**Action item**
Pull every line of the entries that has the word "usize".

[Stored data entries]

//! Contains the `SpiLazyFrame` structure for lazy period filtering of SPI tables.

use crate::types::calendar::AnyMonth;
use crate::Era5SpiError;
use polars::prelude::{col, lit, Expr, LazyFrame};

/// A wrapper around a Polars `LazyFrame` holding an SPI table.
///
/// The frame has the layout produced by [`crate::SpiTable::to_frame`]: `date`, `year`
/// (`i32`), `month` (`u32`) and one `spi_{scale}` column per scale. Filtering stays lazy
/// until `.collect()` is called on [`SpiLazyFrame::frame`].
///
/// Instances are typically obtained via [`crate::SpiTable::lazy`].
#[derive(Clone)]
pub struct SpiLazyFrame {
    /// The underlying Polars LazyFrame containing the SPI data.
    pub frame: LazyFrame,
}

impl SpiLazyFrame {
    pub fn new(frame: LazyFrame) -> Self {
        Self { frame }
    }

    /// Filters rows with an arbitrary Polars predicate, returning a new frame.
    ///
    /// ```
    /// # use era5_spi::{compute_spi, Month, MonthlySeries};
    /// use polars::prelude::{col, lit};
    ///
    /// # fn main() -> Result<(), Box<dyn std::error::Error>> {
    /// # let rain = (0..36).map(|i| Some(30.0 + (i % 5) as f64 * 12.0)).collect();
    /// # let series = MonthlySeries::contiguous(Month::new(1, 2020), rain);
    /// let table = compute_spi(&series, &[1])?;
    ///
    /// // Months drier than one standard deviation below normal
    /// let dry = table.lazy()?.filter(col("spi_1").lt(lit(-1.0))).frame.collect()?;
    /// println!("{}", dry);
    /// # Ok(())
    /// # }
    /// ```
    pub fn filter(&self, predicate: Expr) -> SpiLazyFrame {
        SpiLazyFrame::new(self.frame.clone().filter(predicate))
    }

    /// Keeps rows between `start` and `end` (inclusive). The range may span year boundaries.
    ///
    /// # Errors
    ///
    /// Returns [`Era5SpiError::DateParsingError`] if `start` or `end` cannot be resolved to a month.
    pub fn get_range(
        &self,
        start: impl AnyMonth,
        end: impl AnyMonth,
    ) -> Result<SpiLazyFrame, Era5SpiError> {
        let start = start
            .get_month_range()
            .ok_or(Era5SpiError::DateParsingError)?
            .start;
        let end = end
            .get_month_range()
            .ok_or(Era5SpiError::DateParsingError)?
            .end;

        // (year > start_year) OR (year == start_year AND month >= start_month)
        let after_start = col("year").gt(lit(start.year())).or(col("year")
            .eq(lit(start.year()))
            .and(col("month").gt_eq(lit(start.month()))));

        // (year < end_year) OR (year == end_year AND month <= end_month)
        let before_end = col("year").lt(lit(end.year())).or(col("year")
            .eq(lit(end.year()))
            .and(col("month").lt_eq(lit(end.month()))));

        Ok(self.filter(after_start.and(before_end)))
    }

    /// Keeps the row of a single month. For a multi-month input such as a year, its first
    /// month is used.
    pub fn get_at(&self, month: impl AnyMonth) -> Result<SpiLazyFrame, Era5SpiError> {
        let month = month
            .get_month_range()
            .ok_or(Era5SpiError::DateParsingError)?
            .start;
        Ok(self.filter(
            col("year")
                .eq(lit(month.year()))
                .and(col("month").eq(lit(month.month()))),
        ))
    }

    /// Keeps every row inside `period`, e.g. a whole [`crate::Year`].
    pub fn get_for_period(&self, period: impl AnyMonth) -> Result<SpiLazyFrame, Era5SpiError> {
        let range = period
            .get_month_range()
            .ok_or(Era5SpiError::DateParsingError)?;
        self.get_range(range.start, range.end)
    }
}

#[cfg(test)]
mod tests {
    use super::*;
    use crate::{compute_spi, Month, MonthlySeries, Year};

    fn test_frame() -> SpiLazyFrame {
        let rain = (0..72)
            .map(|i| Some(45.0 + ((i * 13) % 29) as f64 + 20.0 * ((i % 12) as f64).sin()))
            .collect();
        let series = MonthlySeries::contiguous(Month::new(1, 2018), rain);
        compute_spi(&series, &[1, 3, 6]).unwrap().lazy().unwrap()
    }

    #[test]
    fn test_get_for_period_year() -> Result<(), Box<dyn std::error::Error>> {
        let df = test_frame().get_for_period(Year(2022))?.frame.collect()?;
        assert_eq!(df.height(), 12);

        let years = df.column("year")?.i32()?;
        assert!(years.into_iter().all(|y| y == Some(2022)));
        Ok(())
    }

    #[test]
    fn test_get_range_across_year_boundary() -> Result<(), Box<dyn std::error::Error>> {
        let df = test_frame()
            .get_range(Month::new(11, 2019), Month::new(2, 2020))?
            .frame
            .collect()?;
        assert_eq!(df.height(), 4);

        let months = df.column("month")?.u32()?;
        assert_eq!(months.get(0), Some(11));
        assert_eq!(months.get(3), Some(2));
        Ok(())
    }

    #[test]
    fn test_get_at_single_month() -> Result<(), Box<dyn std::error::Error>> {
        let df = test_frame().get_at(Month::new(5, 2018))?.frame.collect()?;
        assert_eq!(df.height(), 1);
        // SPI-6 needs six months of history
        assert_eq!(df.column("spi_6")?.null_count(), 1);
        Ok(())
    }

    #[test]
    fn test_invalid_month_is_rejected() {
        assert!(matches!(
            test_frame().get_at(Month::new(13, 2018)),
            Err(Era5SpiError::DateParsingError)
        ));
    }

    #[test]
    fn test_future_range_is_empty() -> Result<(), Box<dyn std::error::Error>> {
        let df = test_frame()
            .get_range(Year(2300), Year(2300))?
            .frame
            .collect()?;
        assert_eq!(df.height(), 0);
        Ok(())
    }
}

* * *

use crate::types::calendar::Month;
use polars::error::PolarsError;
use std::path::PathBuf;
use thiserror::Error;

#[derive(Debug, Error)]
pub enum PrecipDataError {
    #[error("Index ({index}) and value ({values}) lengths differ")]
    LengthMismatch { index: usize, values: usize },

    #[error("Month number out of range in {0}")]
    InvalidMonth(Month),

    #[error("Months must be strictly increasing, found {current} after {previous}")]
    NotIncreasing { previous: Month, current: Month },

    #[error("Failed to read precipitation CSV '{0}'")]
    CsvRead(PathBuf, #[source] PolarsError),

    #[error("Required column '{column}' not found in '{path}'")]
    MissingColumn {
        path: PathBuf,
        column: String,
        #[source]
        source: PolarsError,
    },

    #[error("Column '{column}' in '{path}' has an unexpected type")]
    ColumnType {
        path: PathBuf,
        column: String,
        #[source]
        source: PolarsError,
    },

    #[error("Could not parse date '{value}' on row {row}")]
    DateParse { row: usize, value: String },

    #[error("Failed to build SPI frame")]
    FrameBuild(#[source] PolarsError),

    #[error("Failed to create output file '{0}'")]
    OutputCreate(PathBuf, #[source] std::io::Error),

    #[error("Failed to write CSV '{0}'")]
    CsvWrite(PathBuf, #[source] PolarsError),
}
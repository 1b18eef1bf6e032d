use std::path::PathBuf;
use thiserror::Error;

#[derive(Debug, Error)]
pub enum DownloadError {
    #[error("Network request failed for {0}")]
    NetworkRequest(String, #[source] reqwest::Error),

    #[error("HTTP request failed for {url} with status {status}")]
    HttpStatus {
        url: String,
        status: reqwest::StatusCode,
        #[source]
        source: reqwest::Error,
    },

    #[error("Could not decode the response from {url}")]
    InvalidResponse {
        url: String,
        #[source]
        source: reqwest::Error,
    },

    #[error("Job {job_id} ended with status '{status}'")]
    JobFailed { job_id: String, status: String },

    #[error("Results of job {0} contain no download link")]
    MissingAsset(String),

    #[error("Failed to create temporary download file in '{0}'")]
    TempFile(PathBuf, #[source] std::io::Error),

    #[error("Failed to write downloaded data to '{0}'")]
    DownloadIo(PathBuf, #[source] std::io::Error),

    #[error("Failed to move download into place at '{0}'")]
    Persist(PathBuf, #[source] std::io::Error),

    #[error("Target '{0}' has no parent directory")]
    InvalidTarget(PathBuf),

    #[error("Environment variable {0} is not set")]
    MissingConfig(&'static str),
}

==

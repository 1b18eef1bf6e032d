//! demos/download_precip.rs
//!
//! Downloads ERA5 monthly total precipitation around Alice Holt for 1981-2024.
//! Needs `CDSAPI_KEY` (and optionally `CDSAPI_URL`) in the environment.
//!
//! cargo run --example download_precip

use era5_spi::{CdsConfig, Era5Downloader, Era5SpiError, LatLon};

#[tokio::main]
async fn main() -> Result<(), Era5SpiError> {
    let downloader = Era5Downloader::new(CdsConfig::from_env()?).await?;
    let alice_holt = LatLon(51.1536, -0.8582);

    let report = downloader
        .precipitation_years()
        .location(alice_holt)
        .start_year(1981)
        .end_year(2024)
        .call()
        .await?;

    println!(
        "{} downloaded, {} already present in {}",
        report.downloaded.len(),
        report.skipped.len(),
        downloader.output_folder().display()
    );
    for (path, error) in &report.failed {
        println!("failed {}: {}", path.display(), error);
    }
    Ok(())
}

**Completed exercise**
    LengthMismatch { index: usize, values: usize },
    DateParse { row: usize, value: String },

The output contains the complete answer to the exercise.